Name or no name, these ivory sticks play a pivotal place in the role of being a writer to me, and that – the song of bones – is what I want to drum.

Whether these bones were separated during or after the cow’s death I cannot tell. I’d like to think that the dogs or wolves found the beef long after the cow died and that they did not bring it to its death. After a long life of grazing, producing milk, and birthing wobbly calves, the cow, I imagine, collapsed from exhaustion, turned on its side slowly, and fell asleep among the thickets, as the chickens and geese from the nearby farm squawk up a storm, and calves and steers dumbly watch it expire.

All of this, of course, is a romantic human projection of how, perhaps, I would want to die, although I could do without the calves and steers peering over me. This is what we writers constantly do and must do, I think: project ourselves outward and beyond what is comfortable and predictable. I suppose most of us wonder how we’d like to die. A friend of mine is determined to vanish in a flash: a snapped cord while bungee jumping or rappelling, a bad turn in a curving mountain road. For him, authentic death comes with crumbled bones. In his imagination, wolves would gnash at the cow as it released its final bellow.

Death often appears cheaply in an instant like a bad joke or trick ending in a hastily edited film. Grief often tags behind and also comes too cheaply. Regardless of age, we often try to skirt the void of Grief as if we could hop over a crater. Grief, though, doesn’t take discreet hints and walk away. It lingers and hides around corners. It simply needs its due attention like Ginsberg’s long cry of “Kaddish” to his dead mother, or Tess Gallagher’s series of poems to her dead husband Raymond Carver, or Brenda Hillman’s poem sequence Death Tractates to her dead mentor. Then, Grief too can go on about its business.

I have heard beginning writers say that they “kill” a feeling once they try to write; I have not experienced this. Other writers have mentioned the disparity between a “real-life” experience and the unreal distance of writing about it. But writing itself is another kind of experience unto itself, one that pumps blood into a remembered and imagined one. Which is more real, the remembered experience or the written one? They both can be lived experiences or not. What writing will do for my experience of death I have no idea. I hope it makes me more awake.

Writing, for some of us, affirms we’re alive. It is as if the writing or typing out of each new word were another breath, another step.

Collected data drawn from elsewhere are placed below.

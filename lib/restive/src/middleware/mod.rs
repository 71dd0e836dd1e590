//! Tower middleware layers for the hyper transport.
//!
//! Layers wrap the transport's `Service<Request, Response = RawResponse>`
//! and see every dispatch, including the ones that fail before a response
//! arrives. Request mutation that depends on the client (authentication,
//! injected headers) belongs in [`RequestHook`](crate::RequestHook)s instead.
//!
//! - [`LoggingLayer`] - Logs requests/responses using `tracing`
//! - [`ConcurrencyLimitLayer`] - Limits concurrent requests (from `tower`)
//!
//! # Example
//!
//! ```
//! use restive::HyperTransport;
//! use restive::middleware::{ConcurrencyLimitLayer, LoggingLayer};
//!
//! let transport = HyperTransport::builder()
//!     .layer(LoggingLayer::new())
//!     .layer(ConcurrencyLimitLayer::new(16))
//!     .build();
//! ```

mod logging;

pub use logging::{LogLevel, Logging, LoggingLayer};
pub use tower::limit::ConcurrencyLimitLayer;
//! Best-effort scratch storage for diagnostics.

use std::fmt::Debug;
use std::io::{self, Write};
use std::path::{Path, PathBuf};

use chrono::Local;

/// A place where diagnostic payloads can be dropped.
///
/// Implementations must not overwrite unrelated files; names only need to be
/// unique per second, the last writer wins on collision.
pub trait ScratchStorage: Debug + Send + Sync {
    /// Write `bytes` under a name starting with `prefix`, returning where it landed.
    fn write_unique(&self, prefix: &str, bytes: &[u8]) -> io::Result<PathBuf>;
}

/// Writes `<prefix>-<yyyyMMdd_HHmmss>.json` files into a directory.
#[derive(Debug, Clone, PartialEq, Eq)]
pub struct TempDirStorage {
    dir: PathBuf,
}

impl TempDirStorage {
    /// Store files into `dir`.
    #[must_use]
    pub fn new(dir: impl Into<PathBuf>) -> Self {
        Self { dir: dir.into() }
    }

    /// Target directory.
    #[must_use]
    pub fn dir(&self) -> &Path {
        &self.dir
    }

    /// File name for `prefix` at the current local time.
    #[must_use]
    pub fn file_name(prefix: &str) -> String {
        let timestamp = Local::now().format("%Y%m%d_%H%M%S");
        format!("{prefix}-{timestamp}.json")
    }
}

impl Default for TempDirStorage {
    /// The system temporary directory.
    fn default() -> Self {
        Self::new(std::env::temp_dir())
    }
}

impl ScratchStorage for TempDirStorage {
    fn write_unique(&self, prefix: &str, bytes: &[u8]) -> io::Result<PathBuf> {
        let target = self.dir.join(Self::file_name(prefix));

        // written next to the target then renamed, so readers never see a partial file
        let mut file = tempfile::NamedTempFile::new_in(&self.dir)?;
        file.write_all(bytes)?;
        file.persist(&target).map_err(|err| err.error)?;

        Ok(target)
    }
}

#[cfg(test)]
mod tests {
    use super::*;

    #[test]
    fn file_name_pattern() {
        let name = TempDirStorage::file_name("DecodeFailed");
        let stamp = name
            .strip_prefix("DecodeFailed-")
            .and_then(|rest| rest.strip_suffix(".json"))
            .expect("prefix and extension");

        assert_eq!(stamp.len(), "yyyyMMdd_HHmmss".len());
        assert_eq!(stamp.chars().nth(8), Some('_'));
        assert!(stamp.chars().filter(|c| *c != '_').all(|c| c.is_ascii_digit()));
    }

    #[test]
    fn write_unique_creates_file() {
        let dir = tempfile::tempdir().expect("temp dir");
        let storage = TempDirStorage::new(dir.path());

        let path = storage
            .write_unique("DecodeFailed", br#"{"id": 7}"#)
            .expect("write");

        assert_eq!(path.parent(), Some(dir.path()));
        assert_eq!(std::fs::read(&path).expect("read back"), br#"{"id": 7}"#);
    }

    #[test]
    fn write_unique_reports_missing_directory() {
        let dir = tempfile::tempdir().expect("temp dir");
        let storage = TempDirStorage::new(dir.path().join("missing"));

        assert!(storage.write_unique("DecodeFailed", b"{}").is_err());
    }

    #[test]
    fn default_uses_system_temp_dir() {
        assert_eq!(TempDirStorage::default().dir(), std::env::temp_dir());
    }
}
//! Prelude module for convenient imports.
//!
//! ```
//! use restive::prelude::*;
//! ```

pub use crate::{
    ApiClient, BearerAuth, CommonHeader, Endpoint, Error, HeaderInjection, HyperTransport, Method,
    RequestHook, Resource, ResponseMeta, Result,
};
pub use serde::{Deserialize, Serialize};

If I don’t die grazing, I’d like to die writing.

3.
The first written words likely were written on and with bones and stones.

Written words now are the bones, the crumbling vestiges, of what we are and what we do. The life of the word ‘bone’ in the English language has taken curious routes. Rooted somewhere in Old Irish for ‘a butchering’ or a ‘lopping off’ it also appears in phrases such as ‘I can feel it in my bones’ and “I have a bone to pick with you’ and ‘We’d better bone up for that anatomy exam.’

Our lives are bones and words tossed to the wind as we wonder where they’ll land, what they’ll become. This circuitous digging and mulling and wondering is to write and to confront both life and death everyday. This is how the song of bones goes.

4.
A cow near the farm some half mile or so bellows over the soft wind, and sunlight at this moment shines dull through clouds and casts shadows on the bones.

One of the bones rounds out like a boat rudder. I scoop it childishly onto the end of my walking stick and hold it out to Argus’s nose, only to be reminded of the pig on a stick on Golding’s tale of lost boys and beasts; I replace it. One of the bones blossoms in near-symmetry, the shape of an elephant’s face and trunk with large ears peering out; or maybe it is a slender fish whose wings and mermaid’s tail fan out. A mermaid angel. Our words and lives should end with such graceful form.

Write to the bone, someone recently said. Let the words penetrate the marrow, enter the cracks and pocks, slowly harden and calcify, then crumble and become dust. We should breathe with such intensity and direction. We should live and teach and parent and write with such fervor. Anything less is singing with half force.